Sebuah delman yang tengah meniti jalanan beraspal di Ibukota, tampak berhenti bergerak di pertigaan jalan menuju pemukiman penduduk. Saat memastikan sang penumpang sudah turun dari kendaraan umum yang kerap dijadikan ciri khas jika ingin berjalan-jalan di kota Gudeg tersebut, barulah Sang Kusir mulai memacu kembali kuda peliharaannya.

Pemuda Tionghoa yang baru saja melepas kepergian tumpangannya itu, tampak enggan mengayunkan kakinya maju memasuki sebuah gang menuju rumahnya. Jika saja ada tempat persinggahan lain untuknya pulang, tentu salah satu Siswa SHS itu tidak akan mau untuk menghabiskan masa liburannya di rumah. Namun apalah daya, ia masih anak sekolah yang hidupnya masih ditanggung oleh kedua orangtuanya. Meski enggan, Ernest harus tetap menunjukan batang hidungnya pada ayah dan Ibunya. Paling tidak, hanya untuk sekadar menunjukan rasa hormatnya.

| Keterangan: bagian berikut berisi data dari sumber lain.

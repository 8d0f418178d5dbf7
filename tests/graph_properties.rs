// tests/graph_properties.rs

use std::collections::BTreeSet;

use proptest::prelude::*;
use taskrig::config::Container;
use taskrig::dag::ContainerDependencyGraph;
use taskrig::engine::{EventHistory, RunStagePlanner, StagePlanner, TaskStepRule};
use taskrig::errors::GraphError;
use taskrig_test_utils::builders::{ContainerBuilder, TaskBuilder, catalogue};

/// Every container reachable from `main` through declared dependencies.
fn reachable_from(main: &str, containers: &[Container]) -> BTreeSet<String> {
    let mut seen = BTreeSet::new();
    let mut pending = vec![main.to_string()];

    while let Some(name) = pending.pop() {
        if !seen.insert(name.clone()) {
            continue;
        }
        if let Some(container) = containers.iter().find(|c| c.name == name) {
            pending.extend(container.dependencies.iter().cloned());
        }
    }

    seen
}

// Acyclic catalogues: container N may only depend on containers 0..N-1.
// The last container is the task's main container.
fn catalogue_strategy(max_containers: usize) -> impl Strategy<Value = Vec<Container>> {
    (1..=max_containers).prop_flat_map(|count| {
        proptest::collection::vec(proptest::collection::vec(any::<usize>(), 0..count), count)
            .prop_map(move |raw_deps| {
                raw_deps
                    .into_iter()
                    .enumerate()
                    .map(|(i, potential)| {
                        let deps: BTreeSet<usize> = if i == 0 {
                            BTreeSet::new()
                        } else {
                            potential.into_iter().map(|d| d % i).collect()
                        };

                        let name = format!("c{i}");
                        let mut builder = ContainerBuilder::image(&name, &format!("image-{}", i % 3));
                        for dep in deps {
                            builder = builder.depends_on(&format!("c{dep}"));
                        }
                        builder.build()
                    })
                    .collect()
            })
    })
}

proptest! {
    #[test]
    fn graph_order_respects_every_edge(containers in catalogue_strategy(10)) {
        let main = containers.last().unwrap().name.clone();
        let catalogue = catalogue(containers);
        let task = TaskBuilder::new("prop").run(&main).build();

        let graph = ContainerDependencyGraph::new(&task, &catalogue).unwrap();
        let order: Vec<&str> = graph.container_names().collect();

        prop_assert_eq!(order.len(), graph.len());
        prop_assert_eq!(graph.root().map(|r| r.name()), Some(main.as_str()));

        for node in graph.nodes_in_order() {
            let me = order.iter().position(|n| *n == node.name()).unwrap();
            for dep in &node.depends_on {
                let pos = order.iter().position(|n| n == dep);
                prop_assert!(pos.is_some(), "dependency {} missing from graph", dep);
                prop_assert!(pos.unwrap() < me);
                prop_assert!(graph.dependents_of(dep).unwrap().contains(node.name()));
            }
        }
    }

    #[test]
    fn run_plan_pulls_each_image_once(containers in catalogue_strategy(10)) {
        let main = containers.last().unwrap().name.clone();
        let catalogue = catalogue(containers);
        let task = TaskBuilder::new("prop").run(&main).build();

        let graph = ContainerDependencyGraph::new(&task, &catalogue).unwrap();
        let rules = RunStagePlanner.plan(&graph, &EventHistory::new());

        let pulls: Vec<&String> = rules
            .iter()
            .filter_map(|r| match r {
                TaskStepRule::PullImage { image_name, .. } => Some(image_name),
                _ => None,
            })
            .collect();
        let unique: BTreeSet<&String> = pulls.iter().copied().collect();
        prop_assert_eq!(pulls.len(), unique.len());

        let creates = rules
            .iter()
            .filter(|r| matches!(r, TaskStepRule::CreateContainer { .. }))
            .count();
        prop_assert_eq!(creates, graph.len());
    }

    #[test]
    fn graph_holds_exactly_the_main_container_and_its_dependencies(
        containers in catalogue_strategy(10)
    ) {
        let main = containers.last().unwrap().name.clone();
        let expected = reachable_from(&main, &containers);
        let catalogue = catalogue(containers);
        let task = TaskBuilder::new("prop").run(&main).build();

        let graph = ContainerDependencyGraph::new(&task, &catalogue).unwrap();
        let actual: BTreeSet<String> = graph.container_names().map(str::to_string).collect();

        prop_assert_eq!(graph.len(), actual.len());
        prop_assert_eq!(actual, expected);
    }

    #[test]
    fn back_edge_to_the_main_container_is_a_cycle(
        mut containers in catalogue_strategy(10).prop_filter("two or more containers", |c| c.len() >= 2)
    ) {
        // main -> c0 -> main
        let main = containers.last().unwrap().name.clone();
        containers[0].dependencies.push(main.clone());
        let last = containers.len() - 1;
        if !containers[last].dependencies.iter().any(|d| d == "c0") {
            containers[last].dependencies.push("c0".to_string());
        }

        let catalogue = catalogue(containers);
        let task = TaskBuilder::new("prop").run(&main).build();

        match ContainerDependencyGraph::new(&task, &catalogue) {
            Err(GraphError::Cycle { task, containers }) => {
                prop_assert_eq!(task, "prop");
                prop_assert!(containers.contains(&main), "cycle {:?} misses {}", containers, main);
                prop_assert!(containers.contains(&"c0".to_string()));
            }
            other => prop_assert!(false, "expected a cycle error, got {:?}", other),
        }
    }
}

Ernest mendesah pelan ketika mendapati sang Ibu ; Yeyen tengah bergosip dengan para tetangga tepat di depan sebuah gerobak pedagang sayur yang biasa berjualan di sana. Mendengar topik yang mereka bahas adalah prestasi yang diraih oleh anak-anak mereka, Pemuda sipit itu memilih untuk mencari aman. Dengan berpura-pura tak melihat keberadaan mereka, Ernest berjalan menuju rumahnya yang berjarak dua meter dari tukang sayur yang mangkal tersebut.

Sembari menundukan kepalanya, indera rungu Ernest mendengar bahwa Bu Vani baru saja mendaftarkan anaknya di sebuah perguruan tinggi ternama di Yogyakarta. Tak ingin kalah, Bu Lia juga ikut berseloroh bahwa nanti setelah lulus SMA, Edrick anaknya juga akan dikuliahkan di sana dan akan mengambil jurusan kedokteran.

Merasa impian tetangga samping rumahnya itu terlalu tinggi, Bu Yeyen menegurnya. "Emangnya yakin, Bu? Mau nguliahin Edrick ke fakultas Kedokteran?"

"Lho, emangnya kenapa toh, Bu Yeyen? Suami saya 'kan Direktur di Perusahaan besar, yang gajinya juga besar. Kalo cuma nguliahin anaknya ke fakultas kedokteran, itu mah gampang. Hal yang sepele." celetuk Bu Lia yang disambut anggukan oleh Bu Yeyen, Bu Vani serta Bapak pedagang sayur keliling tersebut.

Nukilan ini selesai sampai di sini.